[Records from a data source]
[Start of Attachment]

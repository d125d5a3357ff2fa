//! Controls Page
//!
//! Every button variant and size, card variants with entry animations,
//! tooltips, progress bars and both header variants.

use gpui::{
    App, ClickEvent, Context, FontWeight, InteractiveElement, IntoElement, ParentElement, Render,
    SharedString, StatefulInteractiveElement, Styled, Window, div, prelude::*, px,
};

use crate::components::composite::card::{Card, CardVariant};
use crate::components::layout::header::{Header, HeaderVariant};
use crate::components::primitives::button::{Button, ButtonSize, ButtonVariant};
use crate::components::primitives::progress_bar::ProgressBar;
use crate::components::primitives::tooltip::{Tooltip, TooltipPlacement};
use crate::motion::AnimationStyle;
use crate::theme::{Palette, Theme, Typography};

const VARIANTS: [(ButtonVariant, &str); 5] = [
    (ButtonVariant::Primary, "Primary"),
    (ButtonVariant::Secondary, "Secondary"),
    (ButtonVariant::Danger, "Danger"),
    (ButtonVariant::Ghost, "Ghost"),
    (ButtonVariant::Outline, "Outline"),
];

/// Controls showcase page
pub struct ControlsPage {
    clicks: usize,
    loading: bool,
    progress: f32,
    /// Bumped to replay entry animations
    replay: usize,
}

impl ControlsPage {
    pub fn new() -> Self {
        Self {
            clicks: 0,
            loading: false,
            progress: 35.0,
            replay: 0,
        }
    }

    fn heading(text: &'static str, palette: &Palette) -> impl IntoElement {
        div()
            .text_size(px(Typography::TEXT_LG))
            .font_weight(FontWeight::SEMIBOLD)
            .text_color(palette.text_primary)
            .child(text)
    }

    fn render_buttons(&self, palette: &Palette, cx: &mut Context<Self>) -> impl IntoElement {
        let sizes = [
            (ButtonSize::Small, "sm"),
            (ButtonSize::Medium, "md"),
            (ButtonSize::Large, "lg"),
        ];
        let rows = sizes.into_iter().map(|(size, size_label)| {
            div()
                .flex()
                .items_center()
                .gap_2()
                .children(VARIANTS.iter().map(|(variant, label)| {
                    Button::new(
                        SharedString::from(format!("btn-{label}-{size_label}")),
                        *label,
                    )
                    .variant(*variant)
                    .size(size)
                    .on_click(cx.listener(|this, _: &ClickEvent, _window, cx| {
                        this.clicks += 1;
                        cx.notify();
                    }))
                }))
        });

        div()
            .flex()
            .flex_col()
            .gap_3()
            .child(Self::heading("Buttons", palette))
            .children(rows)
            .child(
                div()
                    .flex()
                    .items_center()
                    .gap_2()
                    .child(Button::primary("btn-disabled", "Disabled").disabled(true))
                    .child(
                        Button::secondary("btn-loading", "Save")
                            .loading(self.loading)
                            .on_click(cx.listener(|this, _: &ClickEvent, _window, cx| {
                                this.loading = !this.loading;
                                cx.notify();
                            })),
                    )
                    .child(
                        div()
                            .text_size(px(Typography::TEXT_SM))
                            .text_color(palette.text_muted)
                            .child(format!("{} clicks", self.clicks)),
                    ),
            )
    }

    fn render_cards(&self, palette: &Palette, cx: &mut Context<Self>) -> impl IntoElement {
        let cards = [
            (CardVariant::Elevated, "Elevated", AnimationStyle::Fade),
            (CardVariant::Outlined, "Outlined", AnimationStyle::SlideUp),
            (CardVariant::Filled, "Filled", AnimationStyle::Scale),
        ];
        let replay = self.replay;

        div()
            .flex()
            .flex_col()
            .gap_3()
            .child(
                div()
                    .flex()
                    .items_center()
                    .justify_between()
                    .child(Self::heading("Cards", palette))
                    .child(
                        Button::ghost("cards-replay", "Replay entry")
                            .size(ButtonSize::Small)
                            .on_click(cx.listener(|this, _: &ClickEvent, _window, cx| {
                                this.replay += 1;
                                cx.notify();
                            })),
                    ),
            )
            .child(
                div()
                    .flex()
                    .gap_4()
                    .children(cards.into_iter().map(|(variant, label, entry)| {
                        Card::new(SharedString::from(format!("card-{label}-{replay}")))
                            .variant(variant)
                            .title(label)
                            .subtitle(format!("{} entry", entry.label()))
                            .hoverable()
                            .entry(entry)
                            .on_click(cx.listener(|this, _: &ClickEvent, _window, cx| {
                                this.clicks += 1;
                                cx.notify();
                            }))
                            .child(
                                div()
                                    .w(px(200.0))
                                    .text_size(px(Typography::TEXT_SM))
                                    .text_color(palette.text_secondary)
                                    .child("Hover to lift, click to count."),
                            )
                    })),
            )
    }

    fn render_tooltips(&self, palette: &Palette) -> impl IntoElement {
        let placements = [
            (TooltipPlacement::Top, "Top"),
            (TooltipPlacement::Bottom, "Bottom"),
            (TooltipPlacement::Left, "Left"),
            (TooltipPlacement::Right, "Right"),
        ];
        div()
            .flex()
            .flex_col()
            .gap_3()
            .child(Self::heading("Tooltips", palette))
            .child(
                div().flex().gap_2().children(placements.into_iter().map(
                    |(placement, label)| {
                        div()
                            .id(SharedString::from(format!("tip-{label}")))
                            .px_3()
                            .py_1()
                            .rounded_md()
                            .border_1()
                            .border_color(palette.border)
                            .text_color(palette.text_primary)
                            .text_size(px(Typography::TEXT_SM))
                            .child(label)
                            .tooltip(move |_window, cx: &mut App| {
                                Tooltip::with_placement(
                                    format!("Slides in from the {}", label.to_lowercase()),
                                    placement,
                                    cx,
                                )
                            })
                    },
                )),
            )
    }

    fn render_progress(&self, palette: &Palette, cx: &mut Context<Self>) -> impl IntoElement {
        div()
            .flex()
            .flex_col()
            .gap_3()
            .child(Self::heading("Progress", palette))
            .child(
                div()
                    .w(px(320.0))
                    .flex()
                    .flex_col()
                    .gap_2()
                    .child(ProgressBar::new(self.progress).height(6.0))
                    .child(
                        ProgressBar::new(100.0 - self.progress)
                            .height(6.0)
                            .color(palette.success),
                    ),
            )
            .child(
                div()
                    .flex()
                    .gap_2()
                    .child(
                        Button::outline("progress-down", "−10")
                            .size(ButtonSize::Small)
                            .on_click(cx.listener(|this, _: &ClickEvent, _window, cx| {
                                this.progress = (this.progress - 10.0).max(0.0);
                                cx.notify();
                            })),
                    )
                    .child(
                        Button::outline("progress-up", "+10")
                            .size(ButtonSize::Small)
                            .on_click(cx.listener(|this, _: &ClickEvent, _window, cx| {
                                this.progress = (this.progress + 10.0).min(100.0);
                                cx.notify();
                            })),
                    ),
            )
    }

    fn render_headers(&self, palette: &Palette) -> impl IntoElement {
        div()
            .flex()
            .flex_col()
            .gap_3()
            .child(Self::heading("Headers", palette))
            .child(
                div()
                    .rounded_md()
                    .overflow_hidden()
                    .child(
                        Header::new("demo-header-solid", "Solid header")
                            .subtitle("With a right-aligned action")
                            .action(Button::ghost("demo-header-action", "Action").size(ButtonSize::Small)),
                    ),
            )
            .child(
                Header::new("demo-header-transparent", "Transparent header")
                    .variant(HeaderVariant::Transparent)
                    .badge(3),
            )
    }
}

impl Render for ControlsPage {
    fn render(&mut self, _window: &mut Window, cx: &mut Context<Self>) -> impl IntoElement {
        let palette = Theme::palette_of(cx);

        div()
            .id("controls-page")
            .size_full()
            .overflow_y_scroll()
            .p_6()
            .flex()
            .flex_col()
            .gap_8()
            .child(self.render_buttons(&palette, cx))
            .child(self.render_cards(&palette, cx))
            .child(self.render_tooltips(&palette))
            .child(self.render_progress(&palette, cx))
            .child(self.render_headers(&palette))
    }
}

[End of Attachment]

Assignment: Among the lines above, return each one holding the string "AnimationStyle".

Result for this task:
use crate::motion::AnimationStyle;
            (CardVariant::Elevated, "Elevated", AnimationStyle::Fade),
            (CardVariant::Outlined, "Outlined", AnimationStyle::SlideUp),
            (CardVariant::Filled, "Filled", AnimationStyle::Scale),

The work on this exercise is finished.